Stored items
╔══
//! Execution context handed to a deployment step by the orchestrator

use crate::domain::entities::PropertyStore;
use crate::domain::ports::{ConfigFileRepository, ConfigPathProvider, DeploymentBackend};

/// Everything a step may touch.
///
/// The global configuration is read-only for the duration of the step.
#[derive(Clone, Copy)]
pub struct StepContext<'a> {
    /// Global configuration for the current orchestration run
    pub config: &'a PropertyStore,
    /// Persistence of the canonical configuration file
    pub repository: &'a dyn ConfigFileRepository,
    /// Performs the actual deployment
    pub backend: &'a dyn DeploymentBackend,
    /// Locates the canonical configuration file
    pub paths: &'a dyn ConfigPathProvider,
}

impl<'a> StepContext<'a> {
    pub fn new(
        config: &'a PropertyStore,
        repository: &'a dyn ConfigFileRepository,
        backend: &'a dyn DeploymentBackend,
        paths: &'a dyn ConfigPathProvider,
    ) -> Self {
        Self {
            config,
            repository,
            backend,
            paths,
        }
    }
}
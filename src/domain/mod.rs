//! Domain Layer
//!
//! Configuration model and the boundaries of the deployment step, free of
//! file and network I/O.
//!
//! - `entities/` - `PropertyStore` and its values
//! - `value_objects/` - `PropertyPath`, `ServiceKey`, `ContentHash`
//! - `ports/` - Interface definitions for infrastructure

pub mod entities;
pub mod ports;
pub mod value_objects;
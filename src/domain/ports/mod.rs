//! Domain Ports (Interfaces)
//!
//! These traits define the boundaries of the domain layer.
//! Infrastructure layer provides concrete implementations.

pub mod config_path;
pub mod config_repository;
pub mod deployment_backend;

pub use config_path::ConfigPathProvider;
pub use config_repository::{ConfigFileRepository, ConfigStoreError, ConfigStoreResult};
pub use deployment_backend::DeploymentBackend;
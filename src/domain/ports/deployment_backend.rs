//! DeploymentBackend port - performs the actual service deployment
//!
//! Owned outside this crate. The call is synchronous and may block for a
//! long time; timeouts and cancellation are the backend's business.

use anyhow::Result;

use crate::domain::entities::PropertyStore;

/// Deploys a replication data service of a given implementation type.
pub trait DeploymentBackend {
    /// Deploy using the fully resolved (merged) configuration.
    ///
    /// Errors are passed through to the orchestrator without interpretation.
    fn deploy_replication_dataservice(
        &self,
        service_type: &str,
        config: &PropertyStore,
    ) -> Result<()>;
}
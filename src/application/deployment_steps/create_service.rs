//! Create Replication Data Service step
//!
//! 1. Resolve the active service key from `deployment_service`
//! 2. Overlay `repl_services.<key>` on the global configuration
//! 3. Resolve the service implementation type
//! 4. Snapshot `repl_services.<key>` as currently persisted on disk
//! 5. Deploy through the backend with the merged view
//! 6. Reload the persisted store, put the snapshot back under
//!    `repl_services.<key>`, and write it (one locked read-modify-write)
//!
//! Only the backend ever sees the merged view. Neither it nor the context's
//! copy of the service record reaches the persisted file.

use tracing::{debug, info};

use crate::domain::entities::{PropertyStore, PropertyValue};
use crate::domain::value_objects::ServiceKey;
use crate::error::{DeployError, DeployResult, PropertyError};

use super::StepContext;

/// Name under which the orchestrator invokes this step
pub const CREATE_REPLICATION_DATASERVICE: &str = "create_replication_dataservice";

/// Run the step against `ctx`.
///
/// Any failure aborts immediately. Failures before the final write leave
/// the persisted file untouched.
pub fn create_replication_dataservice(ctx: &StepContext<'_>) -> DeployResult<()> {
    info!("Write the replication service configuration");

    let service_key = resolve_service_key(ctx.config)?;
    let record_path = service_key.record_path();

    let service_config = PropertyStore::merge(ctx.config, &ctx.config.scoped(&record_path));

    let service_type = resolve_service_type(ctx.config, &service_key)?;

    let config_file = ctx.paths.config_filename();
    let persisted_record: Option<PropertyValue> = ctx
        .repository
        .load(&config_file)?
        .get(&record_path)
        .ok()
        .cloned();

    debug!(
        service = %service_key,
        service_type = %service_type,
        keys = service_config.len(),
        persisted = persisted_record.is_some(),
        "deploying replication data service"
    );

    ctx.backend
        .deploy_replication_dataservice(&service_type, &service_config)
        .map_err(|reason| DeployError::Backend {
            service: service_key.to_string(),
            service_type: service_type.clone(),
            reason,
        })?;

    ctx.repository
        .update(&config_file, &mut |stored| match &persisted_record {
            Some(record) => stored.set_property(&record_path, record.clone()),
            None => {
                stored.remove_property(&record_path);
            }
        })?;

    info!(
        service = %service_key,
        path = %config_file.display(),
        "restored persisted service record"
    );
    Ok(())
}

fn resolve_service_key(config: &PropertyStore) -> DeployResult<ServiceKey> {
    match config.get_str(&ServiceKey::selector_path()) {
        Ok(key) => ServiceKey::new(key).ok_or(DeployError::MissingServiceKey),
        Err(PropertyError::KeyNotFound { .. }) => Err(DeployError::MissingServiceKey),
        Err(e) => Err(e.into()),
    }
}

fn resolve_service_type(config: &PropertyStore, key: &ServiceKey) -> DeployResult<String> {
    match config.get_str(&key.service_type_path()) {
        Ok(service_type) if !service_type.is_empty() => Ok(service_type.to_string()),
        Ok(_) | Err(PropertyError::KeyNotFound { .. }) => Err(DeployError::MissingServiceType {
            service: key.to_string(),
        }),
        Err(e) => Err(e.into()),
    }
}
//! Content Hash Value Object
//!
//! SHA-256 fingerprint of a persisted configuration file, used as the
//! version tag for compare-and-swap writes.

use std::fmt;

use sha2::{Digest, Sha256};

/// `sha256:<hex>` digest of file content
#[derive(Debug, Clone, PartialEq, Eq, Hash)]
pub struct ContentHash(String);

impl ContentHash {
    /// Prefix for SHA-256 hashes
    pub const PREFIX: &'static str = "sha256:";

    pub fn from_bytes(content: &[u8]) -> Self {
        let digest = Sha256::digest(content);
        Self(format!("{}{:x}", Self::PREFIX, digest))
    }

    pub fn as_str(&self) -> &str {
        &self.0
    }

    /// Hex part without prefix
    pub fn hex(&self) -> &str {
        self.0.strip_prefix(Self::PREFIX).unwrap_or(&self.0)
    }
}

impl fmt::Display for ContentHash {
    fn fmt(&self, f: &mut fmt::Formatter<'_>) -> fmt::Result {
        write!(f, "{}", self.0)
    }
}

impl AsRef<str> for ContentHash {
    fn as_ref(&self) -> &str {
        &self.0
    }
}
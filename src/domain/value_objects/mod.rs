//! Domain Value Objects
//!
//! Immutable value types that represent domain concepts.

mod hash;
mod property_path;
mod service_key;

pub use hash::ContentHash;
pub use property_path::PropertyPath;
pub use service_key::{ServiceKey, DEPLOYMENT_SERVICE, REPL_SERVICES};
//! ConfigPathProvider port - locates the persisted configuration file

use std::path::PathBuf;

/// Supplies the path of the persisted configuration file.
///
/// Injected through the step context instead of a process-wide singleton.
pub trait ConfigPathProvider {
    fn config_filename(&self) -> PathBuf;
}
use std::fmt;
use std::path::{Path, PathBuf};
use std::time::Duration;

use serde::de::{self, Deserializer};
use serde::{Deserialize, Serialize, Serializer};

#[derive(Debug, thiserror::Error)]
pub enum ConfigError {
    #[error("failed to read configuration at {path}: {source}")]
    Io {
        path: PathBuf,
        #[source]
        source: std::io::Error,
    },
    #[error("failed to parse configuration: {0}")]
    Parse(#[from] toml::de::Error),
    #[error("invalid configuration: {0}")]
    Invalid(String),
}

#[derive(Debug, Clone, Deserialize, Serialize)]
pub struct OrbConfig {
    #[serde(default = "default_version")]
    pub version: u32,
    #[serde(default)]
    pub orb: OrbSection,
    #[serde(default)]
    pub timing: TimingSection,
    #[serde(default)]
    pub environment: EnvironmentSection,
    #[serde(default)]
    pub window: WindowSection,
}

/// Visual parameters pushed through the parameter bridge.
#[derive(Debug, Clone, PartialEq, Deserialize, Serialize)]
#[serde(default)]
pub struct OrbSection {
    pub hue: f32,
    pub hover_intensity: f32,
    pub rotate_on_hover: bool,
    pub force_hover_state: bool,
    pub background_color: String,
}

impl Default for OrbSection {
    fn default() -> Self {
        Self {
            hue: 0.0,
            hover_intensity: 0.2,
            rotate_on_hover: true,
            force_hover_state: false,
            background_color: "#000000".into(),
        }
    }
}

#[derive(Debug, Clone, PartialEq, Deserialize, Serialize)]
pub struct TimingSection {
    #[serde(
        default = "default_resize_debounce",
        deserialize_with = "deserialize_duration",
        serialize_with = "serialize_duration"
    )]
    pub resize_debounce: Duration,
    #[serde(
        default = "default_max_frame_delta",
        deserialize_with = "deserialize_duration",
        serialize_with = "serialize_duration"
    )]
    pub max_frame_delta: Duration,
    #[serde(default = "default_hover_smoothing")]
    pub hover_smoothing: f32,
    #[serde(default = "default_rotation_speed")]
    pub rotation_speed: f32,
}

impl Default for TimingSection {
    fn default() -> Self {
        Self {
            resize_debounce: default_resize_debounce(),
            max_frame_delta: default_max_frame_delta(),
            hover_smoothing: default_hover_smoothing(),
            rotation_speed: default_rotation_speed(),
        }
    }
}

/// Optional overrides for what the host environment reports.
#[derive(Debug, Clone, Default, PartialEq, Deserialize, Serialize)]
#[serde(default)]
pub struct EnvironmentSection {
    pub touch: Option<bool>,
    pub device_pixel_ratio: Option<f64>,
    pub reduced_motion: Option<bool>,
}

#[derive(Debug, Clone, PartialEq, Deserialize, Serialize)]
#[serde(default)]
pub struct WindowSection {
    pub width: u32,
    pub height: u32,
    pub title: String,
    pub transparent: bool,
}

impl Default for WindowSection {
    fn default() -> Self {
        Self {
            width: 600,
            height: 600,
            title: "Orb".into(),
            transparent: true,
        }
    }
}

fn default_version() -> u32 {
    1
}

fn default_resize_debounce() -> Duration {
    Duration::from_millis(150)
}

fn default_max_frame_delta() -> Duration {
    Duration::from_millis(50)
}

fn default_hover_smoothing() -> f32 {
    0.1
}

fn default_rotation_speed() -> f32 {
    0.3
}

fn serialize_duration<S>(value: &Duration, serializer: S) -> Result<S::Ok, S::Error>
where
    S: Serializer,
{
    serializer.serialize_str(&humantime::format_duration(*value).to_string())
}

fn deserialize_duration<'de, D>(deserializer: D) -> Result<Duration, D::Error>
where
    D: Deserializer<'de>,
{
    struct Visitor;
    impl<'de> de::Visitor<'de> for Visitor {
        type Value = Duration;

        fn expecting(&self, formatter: &mut fmt::Formatter<'_>) -> fmt::Result {
            formatter.write_str("a duration as number of seconds or human-readable string")
        }

        fn visit_str<E>(self, v: &str) -> Result<Self::Value, E>
        where
            E: de::Error,
        {
            humantime::parse_duration(v)
                .map_err(|err| E::custom(format!("invalid duration '{v}': {err}")))
        }

        fn visit_u64<E>(self, v: u64) -> Result<Self::Value, E>
        where
            E: de::Error,
        {
            Ok(Duration::from_secs(v))
        }

        fn visit_i64<E>(self, v: i64) -> Result<Self::Value, E>
        where
            E: de::Error,
        {
            if v < 0 {
                return Err(E::custom("duration must be non-negative"));
            }
            Ok(Duration::from_secs(v as u64))
        }

        fn visit_f64<E>(self, v: f64) -> Result<Self::Value, E>
        where
            E: de::Error,
        {
            if !v.is_finite() || v.is_sign_negative() {
                return Err(E::custom("duration must be non-negative"));
            }
            Ok(Duration::from_secs_f64(v))
        }
    }

    deserializer.deserialize_any(Visitor)
}

impl Default for OrbConfig {
    fn default() -> Self {
        Self {
            version: default_version(),
            orb: OrbSection::default(),
            timing: TimingSection::default(),
            environment: EnvironmentSection::default(),
            window: WindowSection::default(),
        }
    }
}

impl OrbConfig {
    pub fn from_toml_str(input: &str) -> Result<Self, ConfigError> {
        let raw: OrbConfig = toml::from_str(input)?;
        raw.validate()?;
        Ok(raw)
    }

    pub fn load(path: &Path) -> Result<Self, ConfigError> {
        let contents = std::fs::read_to_string(path).map_err(|source| ConfigError::Io {
            path: path.to_path_buf(),
            source,
        })?;
        Self::from_toml_str(&contents)
    }

    pub fn validate(&self) -> Result<(), ConfigError> {
        if self.version != 1 {
            return Err(ConfigError::Invalid(format!(
                "unsupported config version {}; expected 1",
                self.version
            )));
        }

        if !self.orb.hue.is_finite() {
            return Err(ConfigError::Invalid("orb.hue must be finite".into()));
        }

        if !self.orb.hover_intensity.is_finite() || self.orb.hover_intensity < 0.0 {
            return Err(ConfigError::Invalid(
                "orb.hover_intensity must be >= 0".into(),
            ));
        }

        if self.orb.background_color.trim().is_empty() {
            return Err(ConfigError::Invalid(
                "orb.background_color may not be empty".into(),
            ));
        }

        let smoothing = self.timing.hover_smoothing;
        if smoothing.is_nan() || smoothing <= 0.0 || smoothing > 1.0 {
            return Err(ConfigError::Invalid(format!(
                "timing.hover_smoothing must be in (0, 1]; got {smoothing}"
            )));
        }

        if self.timing.max_frame_delta.is_zero() {
            return Err(ConfigError::Invalid(
                "timing.max_frame_delta must be greater than zero".into(),
            ));
        }

        if !self.timing.rotation_speed.is_finite() {
            return Err(ConfigError::Invalid(
                "timing.rotation_speed must be finite".into(),
            ));
        }

        if let Some(ratio) = self.environment.device_pixel_ratio {
            if !ratio.is_finite() || ratio <= 0.0 {
                return Err(ConfigError::Invalid(format!(
                    "environment.device_pixel_ratio must be > 0; got {ratio}"
                )));
            }
        }

        if self.window.width == 0 || self.window.height == 0 {
            return Err(ConfigError::Invalid(format!(
                "window size must be non-zero; got {}x{}",
                self.window.width, self.window.height
            )));
        }

        Ok(())
    }
}
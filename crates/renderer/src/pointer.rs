use winit::dpi::{LogicalPosition, LogicalSize};

/// Turns pointer positions into a binary hover target.
///
/// Positions are mapped into the orb's own space, where the shorter side of
/// the container spans `[-1, 1]`; anything inside `radius` counts as hover.
#[derive(Debug, Clone, Copy, PartialEq)]
pub struct PointerTracker {
    target: f32,
    radius: f32,
}

impl PointerTracker {
    pub fn new(radius: f32) -> Self {
        Self {
            target: 0.0,
            radius,
        }
    }

    pub fn target(&self) -> f32 {
        self.target
    }

    /// `position` is relative to the container's top-left corner.
    pub fn moved(&mut self, position: LogicalPosition<f64>, container: LogicalSize<f64>) -> f32 {
        let shortest = container.width.min(container.height);
        if shortest.is_nan() || shortest <= 0.0 {
            self.target = 0.0;
            return self.target;
        }
        let u = (position.x - container.width / 2.0) / shortest * 2.0;
        let v = (position.y - container.height / 2.0) / shortest * 2.0;
        let distance = (u * u + v * v).sqrt();
        self.target = if distance < f64::from(self.radius) {
            1.0
        } else {
            0.0
        };
        self.target
    }

    pub fn left(&mut self) {
        self.target = 0.0;
    }
}

#[cfg(test)]
mod tests {
    use super::*;

    #[test]
    fn center_hovers_and_corner_does_not() {
        let size = LogicalSize::new(200.0, 100.0);
        let mut tracker = PointerTracker::new(0.8);
        assert_eq!(tracker.moved(LogicalPosition::new(100.0, 50.0), size), 1.0);
        // 30px right of center on a 100px short side is 0.6 in orb units.
        assert_eq!(tracker.moved(LogicalPosition::new(130.0, 50.0), size), 1.0);
        // 45px is 0.9: outside.
        assert_eq!(tracker.moved(LogicalPosition::new(145.0, 50.0), size), 0.0);
        assert_eq!(tracker.moved(LogicalPosition::new(0.0, 0.0), size), 0.0);
    }

    #[test]
    fn leaving_resets_target() {
        let mut tracker = PointerTracker::new(0.8);
        tracker.moved(LogicalPosition::new(5.0, 5.0), LogicalSize::new(10.0, 10.0));
        assert_eq!(tracker.target(), 1.0);
        tracker.left();
        assert_eq!(tracker.target(), 0.0);
    }

    #[test]
    fn empty_container_never_hovers() {
        let mut tracker = PointerTracker::new(0.8);
        assert_eq!(tracker.moved(LogicalPosition::new(0.0, 0.0), LogicalSize::new(0.0, 0.0)), 0.0);
    }
}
╚══
**Problem requirements:**
Give back exactly the lines from the first line of the records through the line holding "pub mod config_path;", including both of those lines and leaving out all others.

**Exercise answer:**
//! Execution context handed to a deployment step by the orchestrator

use crate::domain::entities::PropertyStore;
use crate::domain::ports::{ConfigFileRepository, ConfigPathProvider, DeploymentBackend};

/// Everything a step may touch.
///
/// The global configuration is read-only for the duration of the step.
#[derive(Clone, Copy)]
pub struct StepContext<'a> {
    /// Global configuration for the current orchestration run
    pub config: &'a PropertyStore,
    /// Persistence of the canonical configuration file
    pub repository: &'a dyn ConfigFileRepository,
    /// Performs the actual deployment
    pub backend: &'a dyn DeploymentBackend,
    /// Locates the canonical configuration file
    pub paths: &'a dyn ConfigPathProvider,
}

impl<'a> StepContext<'a> {
    pub fn new(
        config: &'a PropertyStore,
        repository: &'a dyn ConfigFileRepository,
        backend: &'a dyn DeploymentBackend,
        paths: &'a dyn ConfigPathProvider,
    ) -> Self {
        Self {
            config,
            repository,
            backend,
            paths,
        }
    }
}
filename src/domain/mod.rs
//! Domain Layer
//!
//! Configuration model and the boundaries of the deployment step, free of
//! file and network I/O.
//!
//! - `entities/` - `PropertyStore` and its values
//! - `value_objects/` - `PropertyPath`, `ServiceKey`, `ContentHash`
//! - `ports/` - Interface definitions for infrastructure

pub mod entities;
pub mod ports;
pub mod value_objects;
filename src/domain/ports/mod.rs
//! Domain Ports (Interfaces)
//!
//! These traits define the boundaries of the domain layer.
//! Infrastructure layer provides concrete implementations.

pub mod config_path;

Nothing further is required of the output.